Black prison officer racially abused by prisoners fails in race discrimination case

It was alleged that prisoners sometimes threw bananas and peanuts at the prison officer, or told him to go home to the Congo
Black prison officer racially abused by prisoners fails in race discrimination case

Gordon Deegan

A black prison officer racially abused by prisoners has failed in his race discrimination case against the Minister for Justice and the Irish Prison Service (IPS).

It follows the Labour Court dismissing an appeal by Peter Onyemekeihia against a 2017 ruling by an Equality Officer that Mr Onyemekeihia was not directly or indirectly discriminated against by the Minister for Justice or the IPS on the grounds of race.

Equality officer Orla Jones also found that Mr Onyemekeihia was not harassed or victimised by the Minister for Justice - or the IPS - under different sections of the Employment Equality Acts.

In evidence on behalf of the Nigerian born Mr Onyemekeihia before Ms Jones in 2016, it was alleged that the racist abuse comprised racial taunts and harassment which occured effectively on a daily basis, including. for example, being called by prisoners a “black b******d”, the 'N word', a “monkey”, “a black monkey” and being told to “open the f**king gate you f**king monkey”.

It was also alleged that prisoners sometimes threw bananas and peanuts at Mr Onyemekeihia, or told him to go home to the Congo.

In the Labour Court ruling after hearing four days of evidence across 2018 and 2021, Deputy Chairman Alan Haugh stated it was accepted that Mr Onyemekeihia - who commenced working for the IPS in 2008 - was the subject of racial abuse by prisoners.

Represented by the Irish Human Rights and Equality Commission (IHREC) in the case, Mr Onyemekeihia argued that the IPS had not taken sufficient steps to discourage the type of racist behaviour he experienced.


Mr Onyemekeihia told the court the sanctions imposed on the prisoners in question following his complaints were either never implemented or only briefly implemented and then suspended.

However, in the court's findings, Mr Haugh stated the court was satisfied on the basis of evidence heard that the IPS "has consistently taken a robust approach" in dealing with allegations of racist behaviour by prisoners against officers – including Mr Onyemekeihia - and that the sanctions imposed under the IPS disciplinary regime “are meaningful and proportionate”.

Mr Haugh said the IPS has an active anti-harassment policy in place which is known to, and understood by, prisoners and officers.
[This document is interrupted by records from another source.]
//! `Kdf` contract (§6.2): `{ derive(pre_key, salt, params, out_len) -> bytes }`.
//!
//! Policy caps live here rather than in `KdfService` (C6): scrypt's cost
//! parameter `N` must be a power of two, and its peak memory (`128 * r * N`
//! bytes) must not exceed [`SCRYPT_MAX_MEMORY_BYTES`].

use serde::{Deserialize, Serialize};

use crate::error::{Error, Result};
use crate::primitives::KdfKind;

/// Hard cap on scrypt's peak memory footprint (256 MiB).
pub const SCRYPT_MAX_MEMORY_BYTES: u64 = 256 * 1024 * 1024;

#[derive(Debug, Clone, Serialize, Deserialize)]
pub struct KdfParams {
    pub kind: KdfKind,
    pub salt: Vec<u8>,
    /// scrypt: log2(N). pbkdf2: unused (0).
    pub log2_n: u8,
    /// scrypt: r. pbkdf2: unused (0).
    pub r: u32,
    /// scrypt: p. pbkdf2: iteration count.
    pub p: u32,
}

impl KdfParams {
    pub fn default_scrypt(salt: Vec<u8>) -> Self {
        Self {
            kind: KdfKind::Scrypt,
            salt,
            log2_n: 15, // N = 32768
            r: 8,
            p: 1,
        }
    }

    pub fn default_pbkdf2(salt: Vec<u8>) -> Self {
        Self {
            kind: KdfKind::Pbkdf2Sha256,
            salt,
            log2_n: 0,
            r: 0,
            p: 200_000,
        }
    }

    fn validate(&self) -> Result<()> {
        match self.kind {
            KdfKind::Scrypt => {
                if self.log2_n == 0 || self.log2_n >= 63 {
                    return Err(Error::ConfigInvalid("scrypt N out of range"));
                }
                if self.r == 0 || self.p == 0 {
                    return Err(Error::ConfigInvalid("scrypt r/p must be nonzero"));
                }
                let n: u64 = 1u64 << self.log2_n;
                let mem = 128u64
                    .saturating_mul(self.r as u64)
                    .saturating_mul(n);
                if mem > SCRYPT_MAX_MEMORY_BYTES {
                    return Err(Error::ConfigInvalid("scrypt memory exceeds policy cap"));
                }
            }
            KdfKind::Pbkdf2Sha256 => {
                if self.p == 0 {
                    return Err(Error::ConfigInvalid("pbkdf2 iteration count must be nonzero"));
                }
            }
        }
        Ok(())
    }
}

/// Runs the configured KDF once, producing `out_len` bytes.
pub fn derive(pre_key: &[u8], params: &KdfParams, out_len: usize) -> Result<Vec<u8>> {
    params.validate()?;
    let mut out = vec![0u8; out_len];
    match params.kind {
        KdfKind::Scrypt => {
            let scrypt_params = scrypt::Params::new(params.log2_n, params.r, params.p, out_len)
                .map_err(|_| Error::ConfigInvalid("scrypt parameters rejected by primitive"))?;
            scrypt::scrypt(pre_key, &params.salt, &scrypt_params, &mut out)
                .map_err(|_| Error::ConfigInvalid("scrypt derivation failed"))?;
        }
        KdfKind::Pbkdf2Sha256 => {
            pbkdf2::pbkdf2_hmac::<sha2::Sha256>(pre_key, &params.salt, params.p, &mut out);
        }
    }
    Ok(out)
}

#[cfg(test)]
mod tests {
    use super::*;

    #[test]
    fn scrypt_rejects_non_power_of_two_indirectly() {
        // log2_n is stored as a power-of-two exponent, so validity is
        // structural; this checks the memory-cap path instead.
        let mut params = KdfParams::default_scrypt(vec![1, 2, 3]);
        params.log2_n = 40; // N = 2^40, wildly over the memory cap
        assert!(matches!(
            derive(b"prekey", &params, 32),
            Err(Error::ConfigInvalid(_))
        ));
    }

    #[test]
    fn pbkdf2_is_deterministic() {
        let params = KdfParams::default_pbkdf2(vec![9, 9, 9]);
        let a = derive(b"prekey", &params, 32).unwrap();
        let b = derive(b"prekey", &params, 32).unwrap();
        assert_eq!(a, b);
    }

    #[test]
    fn pbkdf2_rejects_zero_iterations() {
        let mut params = KdfParams::default_pbkdf2(vec![9, 9, 9]);
        params.p = 0;
        assert!(derive(b"prekey", &params, 32).is_err());
    }
}
//! `Hash` contract (§6.2): `{ output_size, update, finish, reset }`.

use sha2::{Digest, Sha256, Sha512};
use sha3::Sha3_256;

use crate::primitives::HashKind;

pub enum KeyedHash {
    Sha256(Sha256),
    Sha512(Sha512),
    Sha3_256(Sha3_256),
}

impl KeyedHash {
    pub fn new(kind: HashKind) -> Self {
        match kind {
            HashKind::Sha256 => Self::Sha256(Sha256::new()),
            HashKind::Sha512 => Self::Sha512(Sha512::new()),
            HashKind::Sha3_256 => Self::Sha3_256(Sha3_256::new()),
        }
    }

    pub fn update(&mut self, bytes: &[u8]) {
        match self {
            Self::Sha256(h) => Digest::update(h, bytes),
            Self::Sha512(h) => Digest::update(h, bytes),
            Self::Sha3_256(h) => Digest::update(h, bytes),
        }
    }

    pub fn finish(self) -> Vec<u8> {
        match self {
            Self::Sha256(h) => h.finalize().to_vec(),
            Self::Sha512(h) => h.finalize().to_vec(),
            Self::Sha3_256(h) => h.finalize().to_vec(),
        }
    }
}

/// One-shot convenience: hash `bytes` under `kind` in a single call. Exposed
/// alongside the registry's other primitive families even though nothing
/// in this crate's own pipeline currently calls it — key confirmation and
/// UM1 bind their outputs through `KeyedMac` instead, not a bare hash.
pub fn digest(kind: HashKind, bytes: &[u8]) -> Vec<u8> {
    let mut h = KeyedHash::new(kind);
    h.update(bytes);
    h.finish()
}

#[cfg(test)]
mod tests {
    use super::*;

    #[test]
    fn sha256_matches_known_length() {
        let out = digest(HashKind::Sha256, b"obscurcore");
        assert_eq!(out.len(), 32);
    }

    #[test]
    fn incremental_matches_one_shot() {
        let mut h = KeyedHash::new(HashKind::Sha256);
        h.update(b"ab");
        h.update(b"cd");
        let incremental = h.finish();
        let one_shot = digest(HashKind::Sha256, b"abcd");
        assert_eq!(incremental, one_shot);
    }
}
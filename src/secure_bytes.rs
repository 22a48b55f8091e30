//! Constant-time compare, secure wipe, and length-prefix framing helpers (C2).
//!
//! Every MAC tag compare and key-confirmation compare in this crate goes
//! through [`equal_ct`]; nothing here is allowed to short-circuit on content.

use std::io::{Read, Write};

use subtle::ConstantTimeEq;
use zeroize::Zeroize;

use crate::error::{Error, Result};

/// Compares two byte slices in time independent of the number of differing
/// bytes. Returns `false` immediately for unequal lengths without touching
/// content (length is not secret in this protocol; only content is).
pub fn equal_ct(a: &[u8], b: &[u8]) -> bool {
    if a.len() != b.len() {
        return false;
    }
    a.ct_eq(b).into()
}

/// Overwrites `buf` with zeros in a way the optimizer cannot elide.
pub fn wipe(buf: &mut [u8]) {
    buf.zeroize();
}

pub fn u32_le(x: u32) -> [u8; 4] {
    x.to_le_bytes()
}

pub fn u32_from_le(bytes: [u8; 4]) -> u32 {
    u32::from_le_bytes(bytes)
}

/// Reads a `u32` little-endian length prefix followed by that many bytes.
pub fn read_length_prefixed<R: Read + ?Sized>(reader: &mut R) -> Result<Vec<u8>> {
    let mut len_buf = [0u8; 4];
    reader
        .read_exact(&mut len_buf)
        .map_err(|_| Error::FormatInvalid("truncated length prefix"))?;
    let len = u32_from_le(len_buf) as usize;
    let mut out = vec![0u8; len];
    reader
        .read_exact(&mut out)
        .map_err(|_| Error::FormatInvalid("declared length exceeds remaining stream"))?;
    Ok(out)
}

/// Writes a `u32` little-endian length prefix followed by `bytes`.
pub fn write_length_prefixed<W: Write + ?Sized>(writer: &mut W, bytes: &[u8]) -> Result<()> {
    if bytes.len() > u32::MAX as usize {
        return Err(Error::ConfigInvalid("length-prefixed payload exceeds u32"));
    }
    writer.write_all(&u32_le(bytes.len() as u32))?;
    writer.write_all(bytes)?;
    Ok(())
}
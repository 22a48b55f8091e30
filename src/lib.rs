//! # ObscurCore
//!
//! Encrypted, authenticated multi-item archive format.
//!
//! A package is a manifest — itself encrypted and MAC-protected — describing
//! a set of payload items, followed by the items' ciphertext interleaved by
//! a PRNG-driven multiplexer (§1, §3). Every construction in this crate is
//! Encrypt-then-MAC: nothing here ever relies on an AEAD mode's built-in tag.
//!
//! ## Quick start
//!
//! ```rust
//! use obscurcore::PackageWriter;
//! use obscurcore::PackageReader;
//!
//! let mut writer = PackageWriter::with_symmetric_key(b"a shared pre-key".to_vec());
//! writer.add_text("hello.txt", "hello, package");
//! let mut packed = Vec::new();
//! writer.write(&mut packed, true).unwrap();
//!
//! let reader = PackageReader::with_symmetric_key(b"a shared pre-key".to_vec());
//! let mut cursor = std::io::Cursor::new(packed);
//! let manifest = reader.read_manifest(&mut cursor).unwrap();
//! let mut out = Vec::new();
//! reader
//!     .extract_to(manifest, &mut cursor, |_item| Ok(Box::new(&mut out) as Box<dyn std::io::Write>))
//!     .unwrap();
//! ```
//!
//! ## What's not provided
//!
//! - Key management or distribution — callers supply pre-keys or static
//!   curve keypairs directly.
//! - Compression.
//! - Random access into a package; items are produced and consumed in
//!   manifest order through the multiplexer.

#![deny(unsafe_code)]

// ---------------------------------------------------------------------------
// Primitive layer (C1): algorithm registry and per-family contracts.
// ---------------------------------------------------------------------------
pub mod primitives;

// ---------------------------------------------------------------------------
// Core building blocks (C2-C9): always available, no file I/O required.
// ---------------------------------------------------------------------------
mod cipher_engine;
mod cipher_stream;
mod error;
mod kdf_service;
mod key_agreement;
mod key_confirmation;
mod mac_stream;
mod manifest;
mod payload_mux;
mod secure_bytes;

pub use cipher_engine::CipherCfg;
pub use error::{AuthScope, Error, Result};
pub use kdf_service::{derive_working_keys, KdfCfg, WorkingKeys};
pub use key_agreement::SharedSecret;
pub use key_confirmation::KeyConfirmationCfg;
pub use mac_stream::MacCfg;
pub use manifest::{
    Manifest, ManifestCryptoConfig, PayloadConfig, PayloadItem, PayloadItemType, SerializedCurvePublicKey,
    SymmetricCryptoFields,
};
pub use payload_mux::MuxScheme;
pub use secure_bytes::equal_ct;

// ---------------------------------------------------------------------------
// Package layer (C10-C11): std-only, reads/writes a full framed package.
// ---------------------------------------------------------------------------
#[cfg(feature = "std")]
mod package;
#[cfg(feature = "std")]
mod package_reader;
#[cfg(feature = "std")]
mod package_writer;

#[cfg(feature = "std")]
pub use package::{ManifestHeader, FORMAT_VERSION, MAGIC_HEADER, MAGIC_TRAILER};
#[cfg(feature = "std")]
pub use package_reader::{ManifestView, PackageReader};
#[cfg(feature = "std")]
pub use package_writer::{PackageWriter, TempStorage};

pub const VERSION: &str = env!("CARGO_PKG_VERSION");
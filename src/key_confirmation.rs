//! KeyConfirmation (C8): a non-interactive "does the peer hold the same
//! pre-key?" check via a keyed MAC over a fixed canary, so a wrong key is
//! caught fast, before a costly KDF invocation, without revealing the key.

use serde::{Deserialize, Serialize};

use crate::error::Result;
use crate::mac_stream::MacCfg;
use crate::primitives::mac::KeyedMac;
use crate::secure_bytes::equal_ct;

/// The fixed, public canary bytes MACed under the candidate key.
const CANARY: &[u8] = b"ObscurCore key confirmation canary v1";

#[derive(Debug, Clone, Serialize, Deserialize)]
pub struct KeyConfirmationCfg {
    pub mac_cfg: MacCfg,
    pub salt: Vec<u8>,
}

/// Computes `MAC_k(salt || canary)` under `cfg.mac_cfg`.
pub fn compute(cfg: &KeyConfirmationCfg, key: &[u8]) -> Result<Vec<u8>> {
    let mut mac = KeyedMac::new(cfg.mac_cfg.resolve()?, key)?;
    mac.update(&cfg.salt);
    mac.update(CANARY);
    Ok(mac.finish())
}

/// Verifies a candidate key against a previously stored expected output, in
/// constant time.
pub fn verify(cfg: &KeyConfirmationCfg, key: &[u8], expected_output: &[u8]) -> Result<bool> {
    let actual = compute(cfg, key)?;
    Ok(equal_ct(&actual, expected_output))
}
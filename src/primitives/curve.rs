//! `EcCurve` contract (§6.2): `{ field_byte_length, generate_keypair, ecdh_with_cofactor }`.
//!
//! Two curve families back UM1 key agreement (C7): Curve25519 (via
//! `x25519-dalek`, cofactor clearing is inherent to X25519 — see the §4.6
//! edge case) and NIST P-256 / secp256r1 (via `p256`).

use p256::ecdh::diffie_hellman as p256_diffie_hellman;
use p256::elliptic_curve::sec1::ToEncodedPoint;
use rand_core::OsRng;
use x25519_dalek::{EphemeralSecret, PublicKey as X25519PublicKey, StaticSecret as X25519Secret};

use crate::error::{Error, Result};
use crate::primitives::CurveKind;

#[derive(Clone)]
pub enum CurvePublicKey {
    Curve25519(X25519PublicKey),
    Secp256r1(p256::PublicKey),
}

impl CurvePublicKey {
    pub fn kind(&self) -> CurveKind {
        match self {
            Self::Curve25519(_) => CurveKind::Curve25519,
            Self::Secp256r1(_) => CurveKind::Secp256r1,
        }
    }

    pub fn to_bytes(&self) -> Vec<u8> {
        match self {
            Self::Curve25519(pk) => pk.as_bytes().to_vec(),
            Self::Secp256r1(pk) => pk.to_encoded_point(true).as_bytes().to_vec(),
        }
    }

    pub fn from_bytes(kind: CurveKind, bytes: &[u8]) -> Result<Self> {
        match kind {
            CurveKind::Curve25519 => {
                let arr: [u8; 32] = bytes
                    .try_into()
                    .map_err(|_| Error::FormatInvalid("invalid Curve25519 public key length"))?;
                Ok(Self::Curve25519(X25519PublicKey::from(arr)))
            }
            CurveKind::Secp256r1 => {
                let pk = p256::PublicKey::from_sec1_bytes(bytes)
                    .map_err(|_| Error::FormatInvalid("invalid secp256r1 public key encoding"))?;
                Ok(Self::Secp256r1(pk))
            }
        }
    }
}

pub enum CurveSecretKey {
    Curve25519(X25519Secret),
    Secp256r1(p256::SecretKey),
}

impl CurveSecretKey {
    pub fn kind(&self) -> CurveKind {
        match self {
            Self::Curve25519(_) => CurveKind::Curve25519,
            Self::Secp256r1(_) => CurveKind::Secp256r1,
        }
    }

    pub fn public_key(&self) -> CurvePublicKey {
        match self {
            Self::Curve25519(sk) => CurvePublicKey::Curve25519(X25519PublicKey::from(sk)),
            Self::Secp256r1(sk) => CurvePublicKey::Secp256r1(sk.public_key()),
        }
    }

    /// Raw scalar bytes, for at-rest storage. Callers are responsible for
    /// wiping the file and any in-memory copy once it is no longer needed.
    pub fn to_bytes(&self) -> Vec<u8> {
        match self {
            Self::Curve25519(sk) => sk.to_bytes().to_vec(),
            Self::Secp256r1(sk) => sk.to_bytes().to_vec(),
        }
    }

    pub fn from_bytes(kind: CurveKind, bytes: &[u8]) -> Result<Self> {
        match kind {
            CurveKind::Curve25519 => {
                let arr: [u8; 32] = bytes
                    .try_into()
                    .map_err(|_| Error::FormatInvalid("invalid Curve25519 secret key length"))?;
                Ok(Self::Curve25519(X25519Secret::from(arr)))
            }
            CurveKind::Secp256r1 => {
                let arr: [u8; 32] = bytes
                    .try_into()
                    .map_err(|_| Error::FormatInvalid("invalid secp256r1 secret key length"))?;
                let sk = p256::SecretKey::from_bytes(&arr.into())
                    .map_err(|_| Error::FormatInvalid("invalid secp256r1 secret key encoding"))?;
                Ok(Self::Secp256r1(sk))
            }
        }
    }
}

/// Generates a long-term (or ephemeral, via [`generate_ephemeral`]) keypair
/// on the named curve.
pub fn generate_keypair(kind: CurveKind) -> (CurvePublicKey, CurveSecretKey) {
    match kind {
        CurveKind::Curve25519 => {
            let secret = X25519Secret::random_from_rng(OsRng);
            let public = X25519PublicKey::from(&secret);
            (
                CurvePublicKey::Curve25519(public),
                CurveSecretKey::Curve25519(secret),
            )
        }
        CurveKind::Secp256r1 => {
            let secret = p256::SecretKey::random(&mut OsRng);
            let public = secret.public_key();
            (
                CurvePublicKey::Secp256r1(public),
                CurveSecretKey::Secp256r1(secret),
            )
        }
    }
}

/// Generates a fresh X25519 ephemeral secret (consumed on use, no `Clone`).
pub fn generate_ephemeral_x25519() -> (X25519PublicKey, EphemeralSecret) {
    let secret = EphemeralSecret::random_from_rng(OsRng);
    let public = X25519PublicKey::from(&secret);
    (public, secret)
}

/// `ECDH-with-cofactor`: for Curve25519 this is plain X25519 (cofactor
/// clearing is inherent to scalar clamping, per the §4.6 edge case); for
/// secp256r1 the cofactor is 1 and this is plain ECDH. Returns the shared
/// point's encoded x-coordinate, `field_byte_length()` bytes, no trimming.
pub fn ecdh_with_cofactor_x25519(public: &X25519PublicKey, secret: &X25519Secret) -> [u8; 32] {
    *secret.diffie_hellman(public).as_bytes()
}

pub fn ecdh_with_cofactor_x25519_ephemeral(
    public: &X25519PublicKey,
    secret: EphemeralSecret,
) -> [u8; 32] {
    *secret.diffie_hellman(public).as_bytes()
}

pub fn ecdh_with_cofactor_p256(public: &p256::PublicKey, secret: &p256::SecretKey) -> [u8; 32] {
    let shared = p256_diffie_hellman(secret.to_nonzero_scalar(), public.as_affine());
    let mut out = [0u8; 32];
    out.copy_from_slice(shared.raw_secret_bytes().as_slice());
    out
}

#[cfg(test)]
mod tests {
    use super::*;

    #[test]
    fn x25519_ecdh_is_symmetric() {
        let (pub_a, sec_a) = generate_keypair(CurveKind::Curve25519);
        let (pub_b, sec_b) = generate_keypair(CurveKind::Curve25519);
        let (CurvePublicKey::Curve25519(pub_a), CurveSecretKey::Curve25519(sec_a)) =
            (pub_a, sec_a)
        else {
            unreachable!()
        };
        let (CurvePublicKey::Curve25519(pub_b), CurveSecretKey::Curve25519(sec_b)) =
            (pub_b, sec_b)
        else {
            unreachable!()
        };

        let shared_a = ecdh_with_cofactor_x25519(&pub_b, &sec_a);
        let shared_b = ecdh_with_cofactor_x25519(&pub_a, &sec_b);
        assert_eq!(shared_a, shared_b);
    }

    #[test]
    fn p256_ecdh_is_symmetric() {
        let (pub_a, sec_a) = generate_keypair(CurveKind::Secp256r1);
        let (pub_b, sec_b) = generate_keypair(CurveKind::Secp256r1);
        let (CurvePublicKey::Secp256r1(pub_a), CurveSecretKey::Secp256r1(sec_a)) = (pub_a, sec_a)
        else {
            unreachable!()
        };
        let (CurvePublicKey::Secp256r1(pub_b), CurveSecretKey::Secp256r1(sec_b)) = (pub_b, sec_b)
        else {
            unreachable!()
        };

        let shared_a = ecdh_with_cofactor_p256(&pub_b, &sec_a);
        let shared_b = ecdh_with_cofactor_p256(&pub_a, &sec_b);
        assert_eq!(shared_a, shared_b);
    }

    #[test]
    fn public_key_bytes_roundtrip() {
        let (pk, _sk) = generate_keypair(CurveKind::Curve25519);
        let bytes = pk.to_bytes();
        let back = CurvePublicKey::from_bytes(CurveKind::Curve25519, &bytes).unwrap();
        assert_eq!(back.to_bytes(), bytes);
    }
}
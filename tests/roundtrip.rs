//! End-to-end package round-trip scenarios (§8).

use std::cell::RefCell;
use std::io::Cursor;
use std::rc::Rc;

use obscurcore::primitives::curve::generate_keypair;
use obscurcore::primitives::CurveKind;
use obscurcore::{AuthScope, Error, MuxScheme, PackageReader, PackageWriter, TempStorage};

struct RcVecWriter(Rc<RefCell<Vec<u8>>>);

impl std::io::Write for RcVecWriter {
    fn write(&mut self, buf: &[u8]) -> std::io::Result<usize> {
        self.0.borrow_mut().extend_from_slice(buf);
        Ok(buf.len())
    }
    fn flush(&mut self) -> std::io::Result<()> {
        Ok(())
    }
}

fn pack(writer: &mut PackageWriter) -> Vec<u8> {
    let mut out = Vec::new();
    writer.write(&mut out, true).unwrap();
    out
}

fn unpack_all(reader: &PackageReader, packed: Vec<u8>) -> Vec<(String, Vec<u8>)> {
    let mut cursor = Cursor::new(packed);
    let manifest = reader.read_manifest(&mut cursor).unwrap();
    let names: Vec<String> = manifest.items().iter().map(|item| item.relative_path.clone()).collect();
    let slots: Vec<Rc<RefCell<Vec<u8>>>> = names.iter().map(|_| Rc::new(RefCell::new(Vec::new()))).collect();
    let for_sinks = slots.clone();
    let mut next = 0usize;
    reader
        .extract_to(manifest, &mut cursor, move |_item| {
            let slot = for_sinks[next].clone();
            next += 1;
            Ok(Box::new(RcVecWriter(slot)) as Box<dyn std::io::Write>)
        })
        .unwrap();
    names.into_iter().zip(slots.into_iter().map(|slot| slot.borrow().clone())).collect()
}

#[test]
fn scenario_1_empty_item_under_frameshift_roundtrips() {
    let mut writer = PackageWriter::with_symmetric_key(b"scenario one pre-key material".to_vec());
    writer.set_payload_layout(MuxScheme::Frameshift { pad_min: 8, pad_max: 64 });
    writer.add_text("empty", "");
    let packed = pack(&mut writer);

    let reader = PackageReader::with_symmetric_key(b"scenario one pre-key material".to_vec());
    let items = unpack_all(&reader, packed);
    assert_eq!(items.len(), 1);
    assert_eq!(items[0].0, "empty");
    assert!(items[0].1.is_empty());
}

#[test]
fn scenario_2_large_item_under_frameshift_tamper_fails() {
    let mut writer = PackageWriter::with_symmetric_key(b"scenario two pre-key material".to_vec());
    writer.set_payload_layout(MuxScheme::Frameshift { pad_min: 16, pad_max: 128 });
    writer.add_text("big", "a".repeat(1 << 20).as_str());
    let mut packed = pack(&mut writer);

    let reader = PackageReader::with_symmetric_key(b"scenario two pre-key material".to_vec());
    let items = unpack_all(&reader, packed.clone());
    assert_eq!(items[0].1.len(), 1 << 20);

    let last = packed.len() - 9;
    packed[last] ^= 0xFF;
    let mut cursor = Cursor::new(packed);
    let manifest = reader.read_manifest(&mut cursor).unwrap();
    let err = reader
        .extract_to(manifest, &mut cursor, |_item| Ok(Box::new(Vec::new()) as Box<dyn std::io::Write>))
        .unwrap_err();
    assert!(matches!(err, Error::CiphertextAuthentication(AuthScope::PayloadItem) | Error::FormatInvalid(_)));
}

#[test]
fn scenario_3_three_items_under_um1_secp256r1() {
    let (sender_pub, sender_priv) = generate_keypair(CurveKind::Secp256r1);
    let (recipient_pub, recipient_priv) = generate_keypair(CurveKind::Secp256r1);
    let (wrong_sender_pub, _wrong_sender_priv) = generate_keypair(CurveKind::Secp256r1);

    let mut writer = PackageWriter::with_um1(sender_priv, recipient_pub);
    writer.add_text("small", "a".repeat(100).as_str());
    writer.add_text("medium", "b".repeat(10 * 1024).as_str());
    writer.add_text("large", "c".repeat(1 << 20).as_str());
    let packed = pack(&mut writer);

    let reader = PackageReader::with_um1(recipient_priv, sender_pub);
    let items = unpack_all(&reader, packed.clone());
    assert_eq!(items.len(), 3);
    assert_eq!(items[0].1.len(), 100);
    assert_eq!(items[1].1.len(), 10 * 1024);
    assert_eq!(items[2].1.len(), 1 << 20);

    let (_, recipient_priv_2) = generate_keypair(CurveKind::Secp256r1);
    let bad_reader = PackageReader::with_um1(recipient_priv_2, wrong_sender_pub);
    let mut cursor = Cursor::new(packed);
    let err = bad_reader.read_manifest(&mut cursor).unwrap_err();
    assert!(matches!(err, Error::CiphertextAuthentication(AuthScope::Manifest)));
}

#[test]
fn scenario_4_wrong_pre_key_fails_fast() {
    let mut writer = PackageWriter::with_symmetric_key(b"the correct pre-key material!!!".to_vec());
    writer.add_text("note", "payload contents");
    let packed = pack(&mut writer);

    let mut wrong_key = b"the correct pre-key material!!!".to_vec();
    wrong_key[0] ^= 0x01;
    let reader = PackageReader::with_symmetric_key(wrong_key);
    let mut cursor = Cursor::new(packed);
    let err = reader.read_manifest(&mut cursor).unwrap_err();
    assert!(matches!(err, Error::CiphertextAuthentication(AuthScope::Manifest)));
}

#[test]
fn scenario_5_truncated_trailer_is_format_invalid() {
    let mut writer = PackageWriter::with_symmetric_key(b"truncation scenario pre-key".to_vec());
    writer.set_payload_layout(MuxScheme::Frameshift { pad_min: 16, pad_max: 128 });
    writer.add_text("item", "x".repeat(1 << 20).as_str());
    let mut packed = pack(&mut writer);
    packed.truncate(packed.len() - 8);

    let reader = PackageReader::with_symmetric_key(b"truncation scenario pre-key".to_vec());
    let mut cursor = Cursor::new(packed);
    let manifest = reader.read_manifest(&mut cursor).unwrap();
    let err = reader
        .extract_to(manifest, &mut cursor, |_item| Ok(Box::new(Vec::new()) as Box<dyn std::io::Write>))
        .unwrap_err();
    assert!(matches!(err, Error::FormatInvalid(_)));
}

#[test]
fn file_backed_temp_storage_roundtrips_like_in_memory() {
    let temp_dir = tempfile::tempdir().unwrap();
    let temp_path = temp_dir.path().join("payload.tmp");

    let mut writer = PackageWriter::with_symmetric_key(b"file backed temp storage key".to_vec());
    writer.set_temp_storage(TempStorage::File(temp_path));
    writer.add_text("first", "alpha");
    writer.add_text("second", "a somewhat longer payload item for good measure");
    let packed = pack(&mut writer);

    let reader = PackageReader::with_symmetric_key(b"file backed temp storage key".to_vec());
    let items = unpack_all(&reader, packed);
    assert_eq!(items[0], ("first".to_string(), b"alpha".to_vec()));
    assert_eq!(items[1], ("second".to_string(), b"a somewhat longer payload item for good measure".to_vec()));
}

#[test]
fn multi_item_simple_layout_roundtrips_in_order() {
    let mut writer = PackageWriter::with_symmetric_key(b"multi item pre-key material".to_vec());
    writer.add_text("first", "alpha");
    writer.add_text("second", "beta beta beta");
    writer.add_text("third", "");
    let packed = pack(&mut writer);

    let reader = PackageReader::with_symmetric_key(b"multi item pre-key material".to_vec());
    let items = unpack_all(&reader, packed);
    assert_eq!(items[0], ("first".to_string(), b"alpha".to_vec()));
    assert_eq!(items[1], ("second".to_string(), b"beta beta beta".to_vec()));
    assert_eq!(items[2], ("third".to_string(), Vec::new()));
}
As a result, Ms Haugh said the IPS can rely on the defence provided under Section 14A of the Employment Equality Act where an employer can show that it took reasonable practicable steps to prevent the discrimination and harassment taking place.

Mr Haugh concluded: “The Complainant’s appeal, therefore, fails.”

Anti-racism strategy

Mr Haugh found there is some merit in the observation of Counsel for Mr Onyemekeihia to the effect that the issues of racism and racial harassment may have not, to date, been given the level attention that they require by the IPS.

As a result, the Labour Court has directed that the IPS conduct a thorough review of its anti-racism strategy and policies having regard to examples of international best practice in this area in the prison systems of other similar jurisdictions.

Under cross-examination at the Labour Court, Mr Onyemekeihia accepted the vast majority of prisoners do not engage in racist abuse.

Mr Onyemekeihia submitted the sanctions imposed under the IPS disciplinary regime for racial abuse are too lenient and not always fully implemented.

He said he believed this give the impression to prisoners that it is okay to racially abuse a prison officer.

Witness of behalf of Mr Onyemekeihia, General Secretary of the Prison Officers’ Association (POA) John Clinton said, in his view, the sanction applied to prisoners who had committed acts of racial abuse against Mr Onyemekeihia were inadequate and an insufficient deterrent.

He said the sanction of a reduction in remission of sentence should have been applied, stating it would have a more meaningful impact than withdrawing a prisoner’s access to evening recreation.

However, now retired assistant governor at Mountjoy Paul Flynn told the Labour Court that a P19 sanction imposed on a prisoner could result in a prisoner losing privileges for up to 40 days.

Mr Flynn described this as having a significant impact on a prisoner and an individual prisoner’s record of P19s has downstream consequences where it can be taken into account by the Parole Board and the Probation Service.

Campus governor of Mountjoy from 2014 to 2018 Brian Murphy told the Labour Court that between 2,500-3,000 P19s were raised annually in Mountjoy at the commencement of his term as governor and this reduced to approximately 1,800 annually when the practice of slopping out was discontinued.